In a flurry of swirling fabrics, hairspray mist, an iridescent dusting of glimmer powder, my second granddaughter , like Cinderella, was off to the ball. Her senior prom.

Rochelle is tall, willowy, with red hair tumbling down her back, draped ina strapless red gown with embroidered bodice and pouffy gathered skirt: a real ball gown straight out of yesterday's fashion runways. That was just the beginning.

A friend and professional photographer was on hand to document the transformation from high school kid to elegant young lady, capturing hundreds of facial expressions in the "getting ready" process before capturing the soft nuances of the moment when her boyfriend first looked at her in awe.

Of course there are the traditional family pictures, candid and posed. But there are also the "Vogue" shots of Rochelle, standing in a field of grass, shyly looking down, or hand raised in a soft wave, or a demure look over her shoulder...

Her boyfriend's dad hired a limo for them and two other couples; the young man arrived in style, first meeting dad, mom and assorted family like me, before the "grand entrance" was made.

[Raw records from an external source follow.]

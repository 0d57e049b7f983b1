//! Headless recording context
//!
//! Stores programs and meshes in slot maps, validates every uniform against the
//! program's declarations and records what a GPU context would have executed.
//! Used by tests and by the lesson binary when no window is available.
//!
//! Only the most recent draws are kept (`DEFAULT_DRAW_HISTORY` unless set with
//! `with_draw_history`), so an unbounded frame loop runs in constant memory.

use std::collections::VecDeque;

use slotmap::SlotMap;

use crate::render::api::{
    required_uniforms, DrawCall, FrameUniforms, MeshHandle, ProgramHandle, RenderContext,
    UniformDecl, UniformValue,
};
use crate::render::primitives::MeshData;
use crate::render::shading::LightingMode;
use crate::render::{RenderError, RenderResult};

#[derive(Debug)]
struct ProgramRecord {
    mode: LightingMode,
    declarations: Vec<UniformDecl>,
    bound: FrameUniforms,
}

#[derive(Debug)]
struct MeshRecord {
    vertex_count: usize,
    index_count: usize,
}

/// Draws retained by a new `RecordingContext`
pub const DEFAULT_DRAW_HISTORY: usize = 1024;

/// Headless `RenderContext` that records instead of rasterizing
#[derive(Debug)]
pub struct RecordingContext {
    programs: SlotMap<ProgramHandle, ProgramRecord>,
    meshes: SlotMap<MeshHandle, MeshRecord>,
    draws: VecDeque<DrawCall>,
    draw_history: usize,
    total_draws: u64,
    uniform_uploads: usize,
    fail_next_draw: bool,
}

impl Default for RecordingContext {
    fn default() -> Self {
        Self {
            programs: SlotMap::with_key(),
            meshes: SlotMap::with_key(),
            draws: VecDeque::new(),
            draw_history: DEFAULT_DRAW_HISTORY,
            total_draws: 0,
            uniform_uploads: 0,
            fail_next_draw: false,
        }
    }
}

impl RecordingContext {
    /// Create an empty context
    pub fn new() -> Self {
        Self::default()
    }

    /// Keep at most `draws` recorded draws (at least one)
    pub fn with_draw_history(mut self, draws: usize) -> Self {
        self.draw_history = draws.max(1);
        self
    }

    /// Most recent draws, oldest first
    pub const fn draw_calls(&self) -> &VecDeque<DrawCall> {
        &self.draws
    }

    /// Draws issued since creation, including ones dropped from the history
    pub const fn draw_count(&self) -> u64 {
        self.total_draws
    }

    /// Most recent value uploaded under `name` on any program
    ///
    /// Checks values bound on live programs, then the last recorded draw.
    pub fn last_uniform(&self, name: &str) -> Option<&UniformValue> {
        self.programs
            .values()
            .find_map(|program| program.bound.get(name))
            .or_else(|| self.draws.back().and_then(|draw| draw.uniforms.get(name)))
    }

    /// Value currently bound on `program`
    pub fn bound_uniform(&self, program: ProgramHandle, name: &str) -> Option<&UniformValue> {
        self.programs.get(program).and_then(|p| p.bound.get(name))
    }

    /// Total number of `set_uniform` calls accepted
    pub const fn uniform_upload_count(&self) -> usize {
        self.uniform_uploads
    }

    /// Number of live programs
    pub fn program_count(&self) -> usize {
        self.programs.len()
    }

    /// Number of live meshes
    pub fn mesh_count(&self) -> usize {
        self.meshes.len()
    }

    /// Make the next draw fail as if the context were lost
    pub fn fail_next_draw(&mut self) {
        self.fail_next_draw = true;
    }

    /// Release a program; later use of its handle fails
    pub fn destroy_program(&mut self, program: ProgramHandle) -> bool {
        self.programs.remove(program).is_some()
    }

    /// Release a mesh; later use of its handle fails
    pub fn destroy_mesh(&mut self, mesh: MeshHandle) -> bool {
        self.meshes.remove(mesh).is_some()
    }
}

impl RenderContext for RecordingContext {
    fn create_program(&mut self, mode: LightingMode) -> RenderResult<ProgramHandle> {
        let declarations = required_uniforms(mode);
        log::debug!("Creating {} program with {} uniforms", mode, declarations.len());
        Ok(self.programs.insert(ProgramRecord {
            mode,
            declarations,
            bound: FrameUniforms::new(),
        }))
    }

    fn upload_mesh(&mut self, mesh: &MeshData) -> RenderResult<MeshHandle> {
        mesh.validate()?;
        log::debug!(
            "Uploading mesh: {} vertices, {} indices ({} bytes)",
            mesh.vertex_count(),
            mesh.index_count(),
            mesh.position_bytes().len() + mesh.normal_bytes().len() + mesh.index_bytes().len()
        );
        Ok(self.meshes.insert(MeshRecord {
            vertex_count: mesh.vertex_count(),
            index_count: mesh.index_count(),
        }))
    }

    fn set_uniform(
        &mut self,
        program: ProgramHandle,
        name: &str,
        value: &UniformValue,
    ) -> RenderResult<()> {
        let record = self
            .programs
            .get_mut(program)
            .ok_or_else(|| RenderError::ResourceUnavailable("program handle is not live".to_string()))?;
        let decl = record
            .declarations
            .iter()
            .find(|decl| decl.name == name)
            .copied()
            .ok_or_else(|| RenderError::UnknownUniform {
                name: name.to_string(),
                mode: record.mode,
            })?;
        decl.check(value)?;

        log::trace!("{}: set {} ({} floats)", record.mode, name, value.len());
        record.bound.set(decl.name, value.clone());
        self.uniform_uploads += 1;
        Ok(())
    }

    fn draw_indexed(
        &mut self,
        program: ProgramHandle,
        mesh: MeshHandle,
        index_count: usize,
    ) -> RenderResult<()> {
        if std::mem::take(&mut self.fail_next_draw) {
            return Err(RenderError::ResourceUnavailable("render context lost".to_string()));
        }
        let record = self
            .programs
            .get(program)
            .ok_or_else(|| RenderError::ResourceUnavailable("program handle is not live".to_string()))?;
        let mesh_record = self
            .meshes
            .get(mesh)
            .ok_or_else(|| RenderError::ResourceUnavailable("mesh handle is not live".to_string()))?;
        if index_count > mesh_record.index_count {
            return Err(RenderError::ResourceUnavailable(format!(
                "draw of {index_count} indices exceeds mesh with {} indices",
                mesh_record.index_count
            )));
        }
        if let Some(missing) = record
            .declarations
            .iter()
            .find(|decl| record.bound.get(decl.name).is_none())
        {
            return Err(RenderError::ResourceUnavailable(format!(
                "uniform '{}' was never set",
                missing.name
            )));
        }

        log::trace!(
            "Draw {} indices over {} vertices with {} program",
            index_count,
            mesh_record.vertex_count,
            record.mode
        );
        let draw = DrawCall {
            program,
            mesh,
            mode: record.mode,
            index_count,
            uniforms: record.bound.clone(),
        };
        if self.draws.len() == self.draw_history {
            self.draws.pop_front();
        }
        self.draws.push_back(draw);
        self.total_draws += 1;
        Ok(())
    }
}

#[cfg(test)]
mod tests {
    use super::*;
    use crate::render::api::names;

    fn triangle() -> MeshData {
        MeshData::new(
            vec![0.0, 0.0, 0.0, 1.0, 0.0, 0.0, 0.0, 1.0, 0.0],
            vec![0.0, 0.0, 1.0, 0.0, 0.0, 1.0, 0.0, 0.0, 1.0],
            vec![0, 1, 2],
        )
        .unwrap()
    }

    fn bind_unlit(ctx: &mut RecordingContext, program: ProgramHandle) {
        for name in [names::MODEL, names::VIEW, names::PROJECTION] {
            ctx.set_uniform(program, name, &UniformValue::Mat4([0.0; 16])).unwrap();
        }
        ctx.set_uniform(program, names::COLOR, &UniformValue::Vec4([1.0; 4])).unwrap();
    }

    #[test]
    fn test_records_draw_with_bound_uniforms() {
        let mut ctx = RecordingContext::new();
        let program = ctx.create_program(LightingMode::Unlit).unwrap();
        let mesh = ctx.upload_mesh(&triangle()).unwrap();
        bind_unlit(&mut ctx, program);
        ctx.draw_indexed(program, mesh, 3).unwrap();

        assert_eq!(ctx.draw_calls().len(), 1);
        let draw = &ctx.draw_calls()[0];
        assert_eq!(draw.mode, LightingMode::Unlit);
        assert_eq!(draw.index_count, 3);
        assert_eq!(draw.uniforms.get(names::COLOR), Some(&UniformValue::Vec4([1.0; 4])));
        assert_eq!(ctx.uniform_upload_count(), 4);
        assert_eq!(ctx.last_uniform(names::COLOR), Some(&UniformValue::Vec4([1.0; 4])));
    }

    #[test]
    fn test_unknown_uniform_is_rejected() {
        let mut ctx = RecordingContext::new();
        let program = ctx.create_program(LightingMode::Unlit).unwrap();
        let result = ctx.set_uniform(program, names::LIGHT_DIRECTION, &UniformValue::Vec3([0.0; 3]));
        assert!(matches!(
            result,
            Err(RenderError::UnknownUniform { mode: LightingMode::Unlit, .. })
        ));
    }

    #[test]
    fn test_wrong_size_is_rejected() {
        let mut ctx = RecordingContext::new();
        let program = ctx.create_program(LightingMode::Unlit).unwrap();
        let result = ctx.set_uniform(program, names::MODEL, &UniformValue::Mat3([0.0; 9]));
        assert!(matches!(
            result,
            Err(RenderError::UniformSizeMismatch { expected: 16, actual: 9, .. })
        ));
    }

    #[test]
    fn test_stale_handles_are_unavailable() {
        let mut ctx = RecordingContext::new();
        let program = ctx.create_program(LightingMode::Unlit).unwrap();
        let mesh = ctx.upload_mesh(&triangle()).unwrap();
        bind_unlit(&mut ctx, program);

        assert!(ctx.destroy_mesh(mesh));
        assert!(matches!(
            ctx.draw_indexed(program, mesh, 3),
            Err(RenderError::ResourceUnavailable(_))
        ));

        assert!(ctx.destroy_program(program));
        assert!(matches!(
            ctx.set_uniform(program, names::COLOR, &UniformValue::Vec4([0.0; 4])),
            Err(RenderError::ResourceUnavailable(_))
        ));
        assert_eq!(ctx.program_count(), 0);
        assert_eq!(ctx.mesh_count(), 0);
    }

    #[test]
    fn test_draw_requires_every_uniform() {
        let mut ctx = RecordingContext::new();
        let program = ctx.create_program(LightingMode::Unlit).unwrap();
        let mesh = ctx.upload_mesh(&triangle()).unwrap();
        ctx.set_uniform(program, names::MODEL, &UniformValue::Mat4([0.0; 16])).unwrap();
        assert!(ctx.draw_indexed(program, mesh, 3).is_err());
        assert!(ctx.draw_calls().is_empty());
    }

    #[test]
    fn test_injected_failure_affects_one_draw() {
        let mut ctx = RecordingContext::new();
        let program = ctx.create_program(LightingMode::Unlit).unwrap();
        let mesh = ctx.upload_mesh(&triangle()).unwrap();
        bind_unlit(&mut ctx, program);

        ctx.fail_next_draw();
        assert!(ctx.draw_indexed(program, mesh, 3).is_err());
        assert!(ctx.draw_indexed(program, mesh, 3).is_ok());
        assert_eq!(ctx.draw_calls().len(), 1);
    }

    #[test]
    fn test_draw_history_is_bounded() {
        let mut ctx = RecordingContext::new().with_draw_history(2);
        let program = ctx.create_program(LightingMode::Unlit).unwrap();
        let mesh = ctx.upload_mesh(&triangle()).unwrap();
        bind_unlit(&mut ctx, program);
        for _ in 0..5 {
            ctx.draw_indexed(program, mesh, 3).unwrap();
        }
        assert_eq!(ctx.draw_calls().len(), 2);
        assert_eq!(ctx.draw_count(), 5);
        assert_eq!(RecordingContext::new().draw_history, DEFAULT_DRAW_HISTORY);
    }

    #[test]
    fn test_draw_past_index_count_fails() {
        let mut ctx = RecordingContext::new();
        let program = ctx.create_program(LightingMode::Unlit).unwrap();
        let mesh = ctx.upload_mesh(&triangle()).unwrap();
        bind_unlit(&mut ctx, program);
        assert!(ctx.draw_indexed(program, mesh, 6).is_err());
    }
}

It was a "whoa" moment; the wrist corsage was slipped on her wrist, with the shy smiles of the self-conscious, and then more photos in the lush outdoor setting behind her home.

The young man will be off to college 200 miles away come September, and Rochelle join her sister at college in my town, just around the corner from me, come September.

As the limousine drove, Rochelle gave us the "princess wave" from the window, smiling, moving into the next phase of her life.

Her mom and I just watched, wondering where time had gone.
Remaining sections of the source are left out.